PIERRE BAYARD OU COMMENT ARNAQUER LE LECTEUR?

A PROPOS DE : Aurais-je sauvé Geneviève Dixmer?

Pierre Bayard    Geneviève Dixmer

Pierre Bayard, né en 1954, est professeur de littérature française à l'Université Paris VIII et psychanalyste. Auteur abondant, je me suis intéressé à lui à partir de son petit livre de 1998 et septième dans la liste de ses productions: Qui a tué Roger Ackroyd? (Ed. de Minuit). Très séduisant. Proustophile pour ne pas dire proustolâtre, je suis donc revenu d'un cran en arrière afin d' examiner: Le Hors-sujet. Proust et la digression (Minuit, 1996). Tout à fait bien. Et puis, parmi les quatorze qui ont suivi, j'ai abordé: Comment améliorer les œuvres ratées ? (Minuit, 2000); Demain est écrit (Minuit, 2005); Comment parler des livres que l'on n'a pas lus? (Minuit, 2007); L'Affaire du chien des Baskerville (Minuit, 2008); Le Plagiat par anticipation (Minuit, 2009); Et si les œuvres changeaient d'auteur? (Minuit, 2010); Comment parler des lieux où l’on n’a pas été ? (Minuit, 2012); Aurais-je été résistant ou bourreau ? (Minuit, 2013).

Et aujourd'hui, Aurais-je sauvé Geneviève Dixmer? Encore et toujours aux éditions de Minuit, et qui vient de paraître (5/2/2015).
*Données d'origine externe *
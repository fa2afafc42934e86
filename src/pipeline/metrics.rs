//! Derived ratios over counting stats.
//!
//! Every function here is total: a zero or non-finite denominator yields
//! `None` (or `0.0` where noted) instead of an error, so one player's missing
//! data never stops a table from rendering.

use crate::storage::SeasonStatRecord;
use serde::Serialize;


/// `numerator / denominator`, or `None` when the denominator is zero.
pub fn ratio(numerator: f64, denominator: f64) -> Option<f64> {
    if denominator == 0.0 || !denominator.is_finite() || !numerator.is_finite() {
        return None;
    }
    Some(numerator / denominator)
}

pub fn round_to(value: f64, places: u32) -> f64 {
    let factor = 10f64.powi(places as i32);
    (value * factor).round() / factor
}

/// Carries as a share of team total plays.
pub fn usage(carries: f64, team_total_plays: f64) -> Option<f64> {
    ratio(carries, team_total_plays)
}

/// Targets as a share of team pass attempts.
pub fn target_share(targets: f64, team_pass_attempts: f64) -> Option<f64> {
    ratio(targets, team_pass_attempts)
}

/// Pass attempts as a share of team total plays.
pub fn pass_play_share(attempts: f64, team_total_plays: f64) -> Option<f64> {
    ratio(attempts, team_total_plays)
}

pub fn per_game(total: f64, games_played: u32) -> Option<f64> {
    ratio(total, f64::from(games_played))
}

/// Rushing yards per carry; `0.0` for a player with no carries.
pub fn yards_per_carry(rushing_yards: f64, carries: f64) -> f64 {
    ratio(rushing_yards, carries).unwrap_or(0.0)
}

/// Completion percentage, one decimal.
pub fn completion_pct(completions: f64, attempts: f64) -> Option<f64> {
    ratio(completions, attempts).map(|r| round_to(r * 100.0, 1))
}

/// Catch percentage, one decimal.
pub fn catch_pct(receptions: f64, targets: f64) -> Option<f64> {
    ratio(receptions, targets).map(|r| round_to(r * 100.0, 1))
}

/// `part` as a percentage of `whole`, two decimals.
pub fn share_pct(part: f64, whole: f64) -> Option<f64> {
    ratio(part, whole).map(|r| round_to(r * 100.0, 2))
}

/// Pass and run percentages of an offense's plays.
///
/// Pass % is rounded to two decimals and run % is its complement, so the
/// pair always sums to exactly 100.
pub fn pass_run_split(pass_attempts: f64, carries: f64) -> Option<(f64, f64)> {
    let pass_pct = share_pct(pass_attempts, pass_attempts + carries)?;
    Some((pass_pct, round_to(100.0 - pass_pct, 2)))
}

/// How a running back is used relative to the team.
#[derive(Debug, Clone, Copy, PartialEq, Serialize)]
pub struct RbUsage {
    /// Carries over team rushing plays.
    pub run_game: Option<f64>,
    /// Carries plus targets over team total plays.
    pub total: Option<f64>,
}

pub fn rb_usage(record: &SeasonStatRecord) -> RbUsage {
    let team_carries = record.team_total_plays - record.team_pass_attempts;
    RbUsage {
        run_game: ratio(record.stats.carries, team_carries),
        total: ratio(
            record.stats.carries + record.stats.targets,
            record.team_total_plays,
        ),
    }
}

/// Every derived field for one season record.
#[derive(Debug, Clone, Copy, PartialEq, Serialize)]
pub struct DerivedMetrics {
    pub usage: Option<f64>,
    pub target_share: Option<f64>,
    pub pass_play_share: Option<f64>,
    pub yards_per_carry: f64,
    pub completion_pct: Option<f64>,
    pub catch_pct: Option<f64>,
    pub fantasy_points_pg: Option<f64>,
    pub fantasy_points_ppr_pg: Option<f64>,
    pub attempts_per_game: Option<f64>,
    pub total_yards: f64,
    pub total_tds: f64,
}

impl DerivedMetrics {
    pub fn for_record(record: &SeasonStatRecord) -> Self {
        let s = &record.stats;
        Self {
            usage: usage(s.carries, record.team_total_plays),
            target_share: target_share(s.targets, record.team_pass_attempts),
            pass_play_share: pass_play_share(s.attempts, record.team_total_plays),
            yards_per_carry: yards_per_carry(s.rushing_yards, s.carries),
            completion_pct: completion_pct(s.completions, s.attempts),
            catch_pct: catch_pct(s.receptions, s.targets),
            fantasy_points_pg: per_game(s.fantasy_points, record.games_played),
            fantasy_points_ppr_pg: per_game(s.fantasy_points_ppr, record.games_played),
            attempts_per_game: per_game(s.attempts, record.games_played),
            total_yards: s.total_yards(),
            total_tds: s.total_tds(),
        }
    }
}
//! Core utilities for the draft guide
//!
//! This module consolidates common utilities that are used across
//! the application:
//! - `cache`: In-memory memoization of computed views
//! - `paths`: Data directory and input file resolution
//! - `teams`: Franchise identity normalization

pub mod cache;
pub mod paths;
pub mod teams;

// Re-export commonly used items for convenience
pub use cache::{CacheKey, ViewCache};
pub use paths::{default_data_dir, resolve_data_dir, DataPaths};
pub use teams::{CanonicalTeam, TeamRegistry};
La pensée de Pierre Bayard est assez chatoyante, ondulante, référencée, inattendue pour que ce soit en général avec un vif plaisir que je me laisse embarquer dans ses paradoxes. Avec les titres qu'il choisit, véritables accroches, il est arrivé qu'on frôle la publicité mensongère, mais les informations qu'il apporte ou les œuvres auxquelles il s'adosse sont souvent des apports culturellement intéressants et ouvrent des pistes enrichissantes. Certes j'avais déjà ressenti comme un fléchissement en termes de rigueur de l'analyse, estimé sa logique moins décisive dans L'Affaire du Chien des Baskerville,  sa prestidigitation moins convaincante dans Comment parler des lieux où l’on n’a pas été ? et je m'étais retrouvé un peu déçu dans Aurais-je été résistant ou bourreau ?

Et puis là, patatras! Geneviève Dixmer: autant le dire clairement, on a basculé dans l'arnaque.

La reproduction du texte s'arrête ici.